Most of the billions spent on the Taj Mahal were, therefore, wasted.
Also, Atlantic City was never able to become the Las Vegas of the East Coast. This was mainly because of poor weather, new competition from Indian casinos on reservations throughout the northeast as well as the impoverished state of Atlantic City which make it a place that people really don’t want to go to.
Four of Atlantic City’s twelve casinos have already closed this year, including the Trump Plaza.
While Donald Trump’s name is still attached to the Taj Mahal, he gave it up a long time ago.
Icahn and his partners feel that the contract is part of the reason the casino is losing money, specifically the health and pension benefits that it guarantees the Taj Mahal’s workers.
Currently the holder of the hotel’s $286 million of debt, Icahn has stated that he would be willing to trade the debt for ownership of the Taj Mahal. He has even committed to pumping $100 million into it to on improvements.
Lawyers for the unionized employees are obviously opposed to the nullification of their contract.
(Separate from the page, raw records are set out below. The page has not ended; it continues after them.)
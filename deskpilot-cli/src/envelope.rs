//! The single output contract of the CLI.
//!
//! Every run produces exactly one envelope, assembled at the very end of the
//! control flow - either from a resolved operation's raw output or from a
//! caught failure - and written as one line (or pretty block) to stdout.

use serde::Serialize;
use serde_json::Value;

use crate::error::CliError;
use crate::invocation::Invocation;
use crate::options::OptionMap;

pub const SCHEMA_VERSION: &str = "1.0";

/// Prefixes that mark a plain-text operation output as a failure. This list
/// is a known approximation (see the normalizer notes); do not extend it
/// casually.
const FAILURE_PREFIXES: &[&str] = &["error", "failed", "exception"];

#[derive(Debug, Clone, Copy, PartialEq, Eq, Serialize)]
#[serde(rename_all = "SCREAMING_SNAKE_CASE")]
pub enum Code {
    Ok,
    PolicyDenied,
    BadArgs,
    ToolFailed,
    CliError,
}

/// Echo of what the caller asked for: the parsed command when an invocation
/// could be built, otherwise the raw tokens.
#[derive(Debug, Clone, Serialize)]
#[serde(untagged)]
pub enum InputEcho {
    Command {
        group: String,
        action: String,
        options: OptionMap,
    },
    Tokens {
        tokens: Vec<String>,
    },
}

impl InputEcho {
    pub fn command(invocation: &Invocation) -> Self {
        InputEcho::Command {
            group: invocation.group.clone(),
            action: invocation.action.clone(),
            options: invocation.options.clone(),
        }
    }

    pub fn tokens(tokens: &[String]) -> Self {
        InputEcho::Tokens {
            tokens: tokens.to_vec(),
        }
    }
}

/// The operation's output: the raw text always, plus the parsed value when
/// the text is syntactically valid JSON. Presence of `parsed` is a format
/// detection, not a statement about the operation's own success.
#[derive(Debug, Clone, Serialize)]
pub struct RawResult {
    pub raw: String,
    #[serde(skip_serializing_if = "Option::is_none")]
    pub parsed: Option<Value>,
}

#[derive(Debug, Clone, Serialize)]
pub struct ErrorDetail {
    /// `reported` when the operation signaled failure through a structured
    /// `success: false` field, `heuristic` when failure was inferred from a
    /// text prefix; `policy`, `arguments` and `internal` for layer failures.
    pub kind: String,
    pub message: String,
}

#[derive(Debug, Clone, Serialize)]
pub struct Artifact {
    pub kind: String,
    pub path: String,
    pub note: String,
}

#[derive(Debug, Clone, Serialize)]
#[serde(rename_all = "camelCase")]
pub struct Envelope {
    pub schema_version: &'static str,
    pub success: bool,
    pub code: Code,
    pub message: String,
    #[serde(skip_serializing_if = "Option::is_none")]
    pub tool: Option<String>,
    pub input: InputEcho,
    #[serde(skip_serializing_if = "Option::is_none")]
    pub result: Option<RawResult>,
    #[serde(skip_serializing_if = "Option::is_none")]
    pub error: Option<ErrorDetail>,
    pub artifacts: Vec<Artifact>,
    #[serde(skip_serializing_if = "Option::is_none")]
    pub session: Option<String>,
}

impl Envelope {
    /// Convert a layer failure (policy, arguments, internal) into an
    /// envelope. No tool ran, so `tool` and `result` stay absent.
    pub fn from_error(error: &CliError, input: InputEcho) -> Envelope {
        Envelope {
            schema_version: SCHEMA_VERSION,
            success: false,
            code: error.code(),
            message: error.to_string(),
            tool: None,
            input,
            result: None,
            error: Some(ErrorDetail {
                kind: error.kind().to_string(),
                message: error.to_string(),
            }),
            artifacts: Vec::new(),
            session: None,
        }
    }
}

/// Normalize an operation's raw output into the envelope.
///
/// Success determination, in priority order: a structured `success` boolean
/// wins outright; otherwise plain text starting with a failure prefix
/// (case-insensitive) is a failure and anything else is a success - prose
/// with no explicit signal defaults to success rather than being swallowed
/// as an error.
pub fn normalize(tool: &str, raw: String, input: InputEcho) -> Envelope {
    let trimmed = raw.trim();
    let parsed: Option<Value> = serde_json::from_str(trimmed).ok();

    let reported = parsed
        .as_ref()
        .and_then(|v| v.get("success"))
        .and_then(Value::as_bool);

    let (success, kind) = match reported {
        Some(flag) => (flag, "reported"),
        None => {
            let lowered = trimmed.to_lowercase();
            let looks_failed = FAILURE_PREFIXES.iter().any(|p| lowered.starts_with(p));
            (!looks_failed, "heuristic")
        }
    };

    let message = if success {
        "OK".to_string()
    } else {
        structured_message(parsed.as_ref()).unwrap_or_else(|| trimmed.to_string())
    };

    let error = if success {
        None
    } else {
        Some(ErrorDetail {
            kind: kind.to_string(),
            message: message.clone(),
        })
    };

    Envelope {
        schema_version: SCHEMA_VERSION,
        success,
        code: if success { Code::Ok } else { Code::ToolFailed },
        message,
        tool: Some(tool.to_string()),
        input,
        result: Some(RawResult { raw, parsed }),
        error,
        artifacts: Vec::new(),
        session: None,
    }
}

/// A structured `message` or `error` string field, when present.
fn structured_message(parsed: Option<&Value>) -> Option<String> {
    let object = parsed?;
    for field in ["message", "error"] {
        if let Some(text) = object.get(field).and_then(Value::as_str) {
            if !text.is_empty() {
                return Some(text.to_string());
            }
        }
    }
    None
}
They told the judge that this is a case of the wealthy owners trying to save money at the expense of the lowest wage earners.
The Taj Mahal is also hoping to avoid closing its doors for good by applying for $175 million in relief from New Jersey’s PILOT Program and its Economic Redevelopment Grant and the Urban Revitalization Grant. But casinos are not eligible for assistance under these programs and so the state’s legislature would need to vote to approve any such move.